Tuesday’s conversation appeared to broach similar topics and strike the same tone as the first call between the leaders on Jan. 26, six days after Biden’s inauguration. In the readout, Biden and Putin talked about “building on” the recent five-year extension of the New START treaty and discussions on a range of arms control and security issues.

Biden also reiterated U.S. support for Ukrainian sovereignty, calling on Putin to “de-escalate tensions” related to the increased military presence in Russian-occupied Crimea and around the Ukrainian border. The call with Putin comes less than two weeks after Biden spoke by phone with Ukrainian President Volodymyr Zelenskiy about “unwavering support” amid “Russia’s ongoing aggression in the Donbas and Crimea.”

Since becoming president, Biden has sought to take a more forceful approach with Russia compared to his predecessor, Donald Trump, who was criticized for being reluctant to criticize the Kremlin.

In an ABC News interview in March, Biden said Putin “will pay a price” for Russia’s election meddling, though didn’t specify the exact punitive measures. And he agreed when asked if he thought Putin was a “killer” for the Kremlin’s suspected role in the poisoning of Russian opposition leader Alexei Navalny.
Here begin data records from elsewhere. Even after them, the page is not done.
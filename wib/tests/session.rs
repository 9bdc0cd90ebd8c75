use anyhow::Result;
use rstest::rstest;

use wib::prelude::*;
use wib_core::command::Request;
use wib_emulator::{EMULATED_VERSION, WibEmulator};

fn session() -> Session<WibEmulator> {
    tracing_subscriber::fmt()
        .with_test_writer()
        .try_init()
        .ok();
    Session::new(WibEmulator::new())
}

fn quiet_channel() -> ChannelSettings {
    ChannelSettings {
        test_cap: TestCap::On,
        baseline: Baseline::Mv200,
        gain: Gain::Mv14,
        peaking_time: PeakingTime::Us1,
        monitor: ChannelMonitor::Off,
        buffer: ChannelBuffer::Off,
    }
}

#[test]
fn channel_write_lands_and_latches() -> Result<()> {
    let mut session = session();
    let chip = ChipAddress::new(2, 1, 3);
    session.write_channel(chip, 5, &quiet_channel(), false)?;

    let emu = session.into_transport();
    // COLDATA 1 sits at I2C address 2; chip 4's channel 5 register is 135.
    assert_eq!(emu.cd_reg(2, 1, 2, 4, 135), Some(0x03));
    assert_eq!(emu.cd_reg(2, 1, 2, 0, 20), Some(8));
    assert_eq!(emu.requests().len(), 2);
    Ok(())
}

#[test]
fn global_write_reaches_both_coldatas() -> Result<()> {
    let mut session = session();
    let chip = ChipAddress::new(1, 0, 1);
    let settings = GlobalSettings {
        pulser_switch: PulserSwitch::Internal,
        pulser_dac: PulserDac::new(0x01)?,
        ..Default::default()
    };
    session.write_global(chip, &settings, false)?;

    let emu = session.into_transport();
    // Chip number 2 behind COLDATA 0 (I2C 3) and COLDATA 1 (I2C 2).
    for (coldata, i2c) in [(0, 3), (1, 2)] {
        assert_eq!(emu.cd_reg(1, coldata, i2c, 2, 146), Some(0b0000_0100));
        assert_eq!(emu.cd_reg(1, coldata, i2c, 2, 147), Some(0b1000_0001));
        assert_eq!(emu.cd_reg(1, coldata, i2c, 0, 20), Some(8));
    }
    Ok(())
}

#[test]
fn pulser_toggle_round_trips_the_flag() -> Result<()> {
    let mut session = session();
    assert!(!session.pulser_on());

    session.set_pulser(true)?;
    assert!(session.pulser_on());
    session.set_pulser(false)?;
    assert!(!session.pulser_on());

    let emu = session.into_transport();
    // Two toggles, one Act each; every COLDATA ends with its switches off.
    assert_eq!(emu.fast_commands(), [FastCommand::Act, FastCommand::Act]);
    for femb in 0..4 {
        assert_eq!(emu.cd_reg(femb, 0, 3, 0, 20), Some(0));
        assert_eq!(emu.cd_reg(femb, 1, 2, 0, 20), Some(0));
    }
    Ok(())
}

#[test]
fn write_refused_while_pulser_on() -> Result<()> {
    let mut session = session();
    session.set_pulser(true)?;

    let err = session
        .write_channel(ChipAddress::new(0, 0, 0), 0, &quiet_channel(), false)
        .unwrap_err();
    assert_eq!(err, WibError::Driver(wib_driver::WibDriverError::PulserEnabled));
    // Refusal happens before any transport traffic: 9 toggle requests only.
    assert_eq!(session.transport().requests().len(), 9);
    Ok(())
}

#[test]
fn auto_toggle_wraps_and_restores() -> Result<()> {
    let mut session = session();
    session.set_pulser(true)?;

    session.write_global(ChipAddress::new(0, 0, 0), &GlobalSettings::default(), true)?;
    assert!(session.pulser_on());

    let emu = session.into_transport();
    // Toggle on, wrap off, global write, restore on: three Acts total and
    // the command register ends at the pulser-on code.
    assert_eq!(emu.fast_commands().len(), 3);
    assert_eq!(emu.cd_reg(0, 0, 3, 0, 20), Some(1));
    Ok(())
}

#[test]
fn failure_mid_sequence_stops_the_rest() -> Result<()> {
    let chip = ChipAddress::new(0, 0, 0);
    let channels = [quiet_channel(); 16];

    // Let two channel writes through, refuse the third.
    let mut emu = WibEmulator::new();
    emu.fail_after_cd_pokes(2);
    let mut session = Session::new(emu);

    let err = session
        .write_all_channels(chip, &channels, &GlobalSettings::default(), false)
        .unwrap_err();

    match &err {
        WibError::SequenceAborted {
            step,
            total,
            what,
            source,
        } => {
            assert_eq!((*step, *total), (3, 26));
            // Channel 2 lives at register 132.
            assert!(what.contains("0x84"), "step description: {what}");
            assert!(matches!(source, TransportError::Refused(_)));
        }
        other => panic!("unexpected error {other:?}"),
    }
    assert!(err.to_string().contains("applied up to step 2 of 26"));

    let emu = session.into_transport();
    assert_eq!(emu.cd_reg(0, 0, 3, 1, 130), Some(0x03));
    assert_eq!(emu.cd_reg(0, 0, 3, 1, 131), Some(0x03));
    for reg in 132..=145 {
        assert_eq!(emu.cd_reg(0, 0, 3, 1, reg), None);
    }
    // No latch was ever issued.
    assert_eq!(emu.cd_reg(0, 0, 3, 0, 20), None);
    assert!(emu.fast_commands().is_empty());
    Ok(())
}

#[test]
fn failed_toggle_leaves_flag_at_last_confirmed_state() -> Result<()> {
    let mut emu = WibEmulator::new();
    emu.fail_after_cd_pokes(4);
    let mut session = Session::new(emu);

    assert!(session.set_pulser(true).is_err());
    // The toggle never completed, so the session still reports off.
    assert!(!session.pulser_on());
    Ok(())
}

#[test]
fn bulk_apply_translates_and_tracks_pulser() -> Result<()> {
    let mut session = session();
    let mut config = BoardConfig::default();
    config.pulser = true;
    config.femb_configs[0].gain = 2;
    config.femb_configs[0].peak_time = 1;
    config.femb_configs[0].pulse_dac = 0x10;

    session.apply_configuration(&config, &ApplyOptions::default())?;
    assert!(session.pulser_on());

    let emu = session.into_transport();
    let applied = emu.last_configure().expect("configuration reached the board");
    assert_eq!(applied.fembs[0].gain, 3);
    assert_eq!(applied.fembs[0].peak_time, 0);
    assert_eq!(applied.fembs[0].pulse_dac, 0x10);
    assert!(applied.fembs[0].enabled);
    assert!(!applied.fembs[1].enabled);
    assert!(applied.pulser);
    Ok(())
}

#[test]
fn power_sequence_and_rails_reach_the_board() -> Result<()> {
    let mut session = session();
    session.set_pulser(true)?;

    session.power_on(&PowerSequence::single_femb(1, true))?;
    session.configure_power(&PowerRails::default())?;
    // Regulator reconfiguration powers the FEMBs off.
    assert!(!session.pulser_on());

    let emu = session.into_transport();
    let power = emu.last_power().expect("power request");
    assert_eq!(power.femb_on, [false, true, false, false]);
    assert!(power.cold);
    let rails = emu.last_rails().expect("rails request");
    assert_eq!(rails.ldo_a0, 2.5);
    Ok(())
}

#[test]
fn scripts_run_by_text_and_by_name() -> Result<()> {
    let mut session = session();
    session.run_script("delay 0.1\nfast sync\n")?;
    session.run_onboard_script("cdr_reset")?;

    assert_eq!(
        session.run_onboard_script("rm_rf").unwrap_err(),
        WibError::UnknownScript("rm_rf".to_string())
    );

    let emu = session.into_transport();
    assert_eq!(
        emu.scripts(),
        [
            ("delay 0.1\nfast sync\n".to_string(), false),
            ("cdr_reset".to_string(), true),
        ]
    );
    Ok(())
}

#[rstest]
#[case(0xA001_0000)]
#[case(0xA00C_00C0)]
fn peek_poke_inside_the_window(#[case] addr: u32) -> Result<()> {
    let mut session = session();
    assert_eq!(session.peek(addr)?, 0);
    session.poke(addr, 0xCAFE)?;
    assert_eq!(session.peek(addr)?, 0xCAFE);
    Ok(())
}

#[test]
fn peek_outside_the_window_never_hits_the_transport() -> Result<()> {
    let mut session = session();
    assert_eq!(
        session.peek(0x1000).unwrap_err(),
        WibError::AddressOutOfWindow(0x1000)
    );
    assert!(session.transport().requests().is_empty());
    Ok(())
}

#[test]
fn cd_peek_reads_what_was_written() -> Result<()> {
    let mut session = session();
    let chip = ChipAddress::new(3, 0, 2);
    session.write_channel(chip, 0, &quiet_channel(), false)?;
    assert_eq!(session.cd_peek(chip, chip.chip(), 130)?, 0x03);
    Ok(())
}

#[test]
fn version_and_reboot() -> Result<()> {
    let mut session = session();
    assert_eq!(session.sw_version()?, EMULATED_VERSION);
    session.reboot()?;
    assert!(session.transport().rebooted());
    Ok(())
}

#[test]
fn dead_link_surfaces_as_transport_error() {
    let mut emu = WibEmulator::new();
    emu.break_down();
    let mut session = Session::new(emu);
    assert_eq!(
        session.sw_version().unwrap_err(),
        WibError::Transport(TransportError::Closed)
    );
}

#[test]
fn requests_arrive_in_sequence_order() -> Result<()> {
    let mut session = session();
    session.write_channel(ChipAddress::new(0, 0, 0), 3, &quiet_channel(), false)?;

    let emu = session.into_transport();
    let regs: Vec<u8> = emu
        .requests()
        .iter()
        .map(|r| match r {
            Request::CdPoke { reg_addr, .. } => *reg_addr,
            other => panic!("unexpected request {other:?}"),
        })
        .collect();
    assert_eq!(regs, [133, 20]);
    Ok(())
}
Last month, the U.S. and European Union imposed coordinated sanctions on seven senior Russian officials in response to Navalny’s poisoning and detention.

Similar to the first call in January, Tuesday’s readout said Biden again indicated to Putin that the U.S. “will act firmly in defense of its national interests” when it comes to the SolarWinds hack and election interference most recently in the 2020 presidential election.